• **Brief**:
The lines wanted are those in the data below that include "anyhow".

• **Source material**:
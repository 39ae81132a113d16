//! Answers private messages and group mentions with the model's reply.

use std::path::PathBuf;
use std::sync::Arc;

use async_trait::async_trait;
use dbot_core::{
    Bot, DbotError, Handler, HandlerError, HandlerResponse, MediaAttachment, Message, Result,
    TextFormat,
};
use llm_client::LlmClient;
use middleware::RateLimiter;
use storage::UserTurn;
use tokio::sync::RwLock;
use tracing::{debug, error, info, instrument, warn};

use crate::gemini_chat::GeminiChat;
use crate::media::resolve_mime_type;
use crate::mention::{is_bot_mentioned, is_command, strip_mention};

pub const DEFAULT_MAX_MEDIA_BYTES: u64 = 10_000_000;

pub const MSG_FILE_TOO_LARGE: &str = "File size is too large. Maximum file size is 10MB.";
pub const MSG_NO_RESPONSE: &str = "*AI did not respond*";

/// Chat handler: filters addressed messages, resolves media, asks [`GeminiChat`] and replies.
///
/// Steps: chat filter → text/command → size cap → rate limit → typing → media upload →
/// model call → reply (Markdown, plain on failure).
#[derive(Clone)]
pub struct ChatHandler {
    bot: Arc<dyn Bot>,
    chat: GeminiChat,
    llm: Arc<dyn LlmClient>,
    limiter: Arc<RateLimiter>,
    bot_username: Arc<RwLock<Option<String>>>,
    media_dir: PathBuf,
    max_media_bytes: u64,
}

/// Text and media extracted from an addressed message.
struct Request<'a> {
    text: Option<String>,
    media: Option<&'a MediaAttachment>,
}

impl ChatHandler {
    pub fn new(
        bot: Arc<dyn Bot>,
        chat: GeminiChat,
        llm: Arc<dyn LlmClient>,
        limiter: Arc<RateLimiter>,
        bot_username: Arc<RwLock<Option<String>>>,
    ) -> Self {
        Self {
            bot,
            chat,
            llm,
            limiter,
            bot_username,
            media_dir: std::env::temp_dir().join("gemini-bot"),
            max_media_bytes: DEFAULT_MAX_MEDIA_BYTES,
        }
    }

    pub fn with_media_dir(mut self, dir: impl Into<PathBuf>) -> Self {
        self.media_dir = dir.into();
        self
    }

    pub fn with_max_media_bytes(mut self, max: u64) -> Self {
        self.max_media_bytes = max;
        self
    }

    async fn get_bot_username(&self) -> Option<String> {
        self.bot_username.read().await.clone()
    }

    /// Private chats always; groups only when this bot is @mentioned or its message is replied to.
    fn is_addressed(message: &Message, bot_username: Option<&str>) -> bool {
        if message.chat.is_private() {
            return true;
        }
        if !message.chat.is_group() {
            return false;
        }
        bot_username.is_some_and(|name| {
            message.is_reply_to(name)
                || is_bot_mentioned(&message.content, name)
                || message
                    .caption
                    .as_deref()
                    .is_some_and(|c| is_bot_mentioned(c, name))
        })
    }

    /// Returns None when the message is not for this handler (command, nothing to send).
    fn extract_request<'a>(
        message: &'a Message,
        bot_username: Option<&str>,
    ) -> Option<Request<'a>> {
        let clean = |text: &str| match bot_username {
            Some(name) => strip_mention(text, name),
            None => text.trim().to_string(),
        };

        let mut text = Some(clean(&message.content)).filter(|t| !t.is_empty());
        if text.as_deref().is_some_and(is_command) {
            return None;
        }

        let media = message.media.as_ref();
        if media.is_some() && text.is_none() {
            text = message
                .caption
                .as_deref()
                .map(clean)
                .filter(|t| !t.is_empty());
        }

        if media.is_none() && text.is_none() {
            return None;
        }
        Some(Request { text, media })
    }

    /// Downloads, uploads to the model vendor and deletes the local copy.
    /// Returns `(mime_type, uri)`.
    async fn upload_media(&self, media: &MediaAttachment) -> Result<(String, String)> {
        tokio::fs::create_dir_all(&self.media_dir).await?;
        let path = self.bot.download_file(&media.file_id, &self.media_dir).await?;
        let mime_type = resolve_mime_type(media.mime_type.as_deref(), &path);
        debug!(path = %path.display(), mime_type = %mime_type, "Downloaded media");

        let uploaded = self.llm.upload_file(&path, &mime_type).await;

        if let Err(e) = tokio::fs::remove_file(&path).await {
            warn!(path = %path.display(), error = %e, "Failed to remove downloaded media");
        }

        let file = uploaded.map_err(|e| {
            error!(error = %e, "Media upload failed");
            DbotError::from(HandlerError::MediaUpload(e.to_string()))
        })?;
        Ok((mime_type, file.uri))
    }

    async fn send_reply(&self, message: &Message, text: &str) -> Result<()> {
        match self.bot.reply_to(message, text, TextFormat::Markdown).await {
            Ok(()) => Ok(()),
            Err(e) => {
                warn!(error = %e, "Markdown reply failed, sending plain text");
                self.bot.reply_to(message, text, TextFormat::Plain).await
            }
        }
    }
}

#[async_trait]
impl Handler for ChatHandler {
    #[instrument(skip(self, message), fields(user_id = message.user.id, chat_id = message.chat.id))]
    async fn handle(&self, message: &Message) -> Result<HandlerResponse> {
        let bot_username = self.get_bot_username().await;

        if !Self::is_addressed(message, bot_username.as_deref()) {
            return Ok(HandlerResponse::Ignore);
        }

        let Some(request) = Self::extract_request(message, bot_username.as_deref()) else {
            return Ok(HandlerResponse::Ignore);
        };

        if let Some(media) = request.media {
            if media.file_size > self.max_media_bytes {
                info!(size = media.file_size, "Rejecting oversized media");
                self.bot
                    .reply_to(message, MSG_FILE_TOO_LARGE, TextFormat::Plain)
                    .await?;
                return Ok(HandlerResponse::Stop);
            }
        }

        if !self.limiter.try_acquire(message.user.id) {
            debug!(user_id = message.user.id, "Rate limited");
            return Ok(HandlerResponse::Stop);
        }

        if let Err(e) = self.bot.send_typing(&message.chat).await {
            debug!(error = %e, "Failed to send typing action");
        }

        let mut turn = UserTurn {
            text: request.text,
            file: None,
        };
        if let Some(media) = request.media {
            let (mime_type, uri) = self.upload_media(media).await?;
            turn = turn.with_file(mime_type, uri);
        }

        let name = message.user.display_name();
        let reply = self.chat.get_response(message.user.id, &name, &turn).await?;

        if !reply.generated {
            info!(name = %name, "No response to message");
            self.bot
                .reply_to(message, MSG_NO_RESPONSE, TextFormat::Plain)
                .await?;
            return Ok(HandlerResponse::Stop);
        }

        self.send_reply(message, &reply.text).await?;
        Ok(HandlerResponse::Reply(reply.text))
    }
}
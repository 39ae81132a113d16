//! Keeps the user table in sync with the senders seen by the bot.

use async_trait::async_trait;
use dbot_core::{Handler, Message, Result};
use storage::{ChatRepository, UpsertOutcome};
use tracing::{error, info, instrument};

/// Upserts the sender (display name, username) in before(). Storage failures are logged
/// and never stop the chain.
#[derive(Clone)]
pub struct UserSyncHandler {
    repo: ChatRepository,
}

impl UserSyncHandler {
    pub fn new(repo: ChatRepository) -> Self {
        Self { repo }
    }
}

#[async_trait]
impl Handler for UserSyncHandler {
    #[instrument(skip(self, message), fields(user_id = message.user.id))]
    async fn before(&self, message: &Message) -> Result<bool> {
        let user = &message.user;
        if user.id == 0 {
            return Ok(true);
        }

        match self
            .repo
            .upsert_user(user.id, &user.display_name(), user.username.as_deref())
            .await
        {
            Ok(UpsertOutcome::Created) => info!(user_id = user.id, "New user started the bot"),
            Ok(UpsertOutcome::Updated) => {}
            Err(e) => error!(error = %e, user_id = user.id, "Failed to upsert user"),
        }

        Ok(true)
    }
}
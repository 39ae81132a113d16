//! Unit test module
//!
//! Middleware unit tests live here, separate from source files.
//! Tests interact with middleware via public and pub(crate) APIs.


use chrono::Utc;
use dbot_core::{Chat, Message, User};

/// Builds a test Message with fixed user_id=123, chat_id=456.
pub(crate) fn create_test_message(content: &str) -> Message {
    Message {
        id: "test_message_id".to_string(),
        user: User {
            id: 123,
            username: Some("test_user".to_string()),
            first_name: Some("Test".to_string()),
            last_name: Some("User".to_string()),
        },
        chat: Chat {
            id: 456,
            chat_type: "private".to_string(),
        },
        content: content.to_string(),
        caption: None,
        media: None,
        message_type: "text".to_string(),
        created_at: Utc::now(),
        reply_to_message_id: None,
        reply_to_user: None,
    }
}
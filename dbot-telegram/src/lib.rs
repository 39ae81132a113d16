//! # dbot-telegram
//!
//! Telegram bot framework layer: adapters, [`dbot_core::Bot`] implementation, minimal config, REPL runner.
//! Handles only Telegram connectivity and handler-chain execution; no persistence or AI logic.

mod adapters;
mod bot_adapter;
mod config;
mod runner;

pub use adapters::{TelegramMessageWrapper, TelegramUserWrapper};
pub use bot_adapter::TelegramBotAdapter;
pub use config::{TelegramConfig, DEFAULT_LOG_FILE};
pub use runner::{build_bot, run_repl};
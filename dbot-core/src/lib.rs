//! # dbot-core
//!
//! Core types and traits for the bot: [`Bot`], [`Handler`], message, media and user types,
//! and tracing initialization. Transport-agnostic; used by dbot-telegram, handler-chain and the handlers.

pub mod bot;
pub mod error;
pub mod logger;
pub mod types;

pub use bot::{parse_message_id, Bot};
pub use error::{DbotError, HandlerError, Result};
pub use logger::{init_tracing, DEFAULT_LOG_FILTER};
pub use types::{
    Chat, Handler, HandlerResponse, MediaAttachment, MediaKind, Message, TextFormat,
    ToCoreMessage, ToCoreUser, User,
};
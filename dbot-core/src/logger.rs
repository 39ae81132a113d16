//! Logging initialization: human-readable format (timestamp, level, target, message, fields) to both console and file.

use std::fs::OpenOptions;
use std::io;
use std::path::Path;
use std::sync::Arc;

use tracing_subscriber::{
    fmt::format::{FmtSpan, Writer},
    fmt::time::FormatTime,
    layer::SubscriberExt,
    util::SubscriberInitExt,
    EnvFilter, Registry,
};

/// Filter used when `RUST_LOG` is unset. Transport and HTTP crates only report problems.
pub const DEFAULT_LOG_FILTER: &str = "info,teloxide=error,reqwest=warn,sqlx=warn";

/// Local time as `YYYY/MM/DD HH:MM:SS`.
struct ChronoLocal;

impl FormatTime for ChronoLocal {
    fn format_time(&self, w: &mut Writer<'_>) -> std::fmt::Result {
        let t = chrono::Local::now().format("%Y/%m/%d %H:%M:%S");
        write!(w, "[{}] ", t)
    }
}

/// Initializes the global tracing subscriber.
///
/// Output is teed to stdout and the given log file (parent directory is created). No ANSI codes so
/// the file stays plain text. Level comes from `RUST_LOG`; load `.env` before calling.
pub fn init_tracing(log_file_path: &str) -> anyhow::Result<()> {
    if let Some(parent) = Path::new(log_file_path).parent() {
        if !parent.as_os_str().is_empty() {
            std::fs::create_dir_all(parent)?;
        }
    }
    let file = OpenOptions::new()
        .create(true)
        .append(true)
        .open(log_file_path)?;
    let file = Arc::new(file);

    let env_filter =
        EnvFilter::try_from_default_env().unwrap_or_else(|_| EnvFilter::new(DEFAULT_LOG_FILTER));

    use tracing_subscriber::fmt::writer::MakeWriterExt;
    let writer = io::stdout.and(file);

    let event_format = tracing_subscriber::fmt::format()
        .with_timer(ChronoLocal)
        .with_level(true)
        .with_target(true)
        .with_thread_ids(false);

    let fmt_layer = tracing_subscriber::fmt::layer()
        .with_writer(writer)
        .event_format(event_format)
        .with_span_events(FmtSpan::NONE)
        .with_ansi(false);

    Registry::default()
        .with(env_filter)
        .with(fmt_layer)
        .try_init()
        .map_err(|e| anyhow::anyhow!("Failed to set global subscriber: {}", e))?;

    Ok(())
}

• **Task output**:
pub fn init_tracing(log_file_path: &str) -> anyhow::Result<()> {
        .map_err(|e| anyhow::anyhow!("Failed to set global subscriber: {}", e))?;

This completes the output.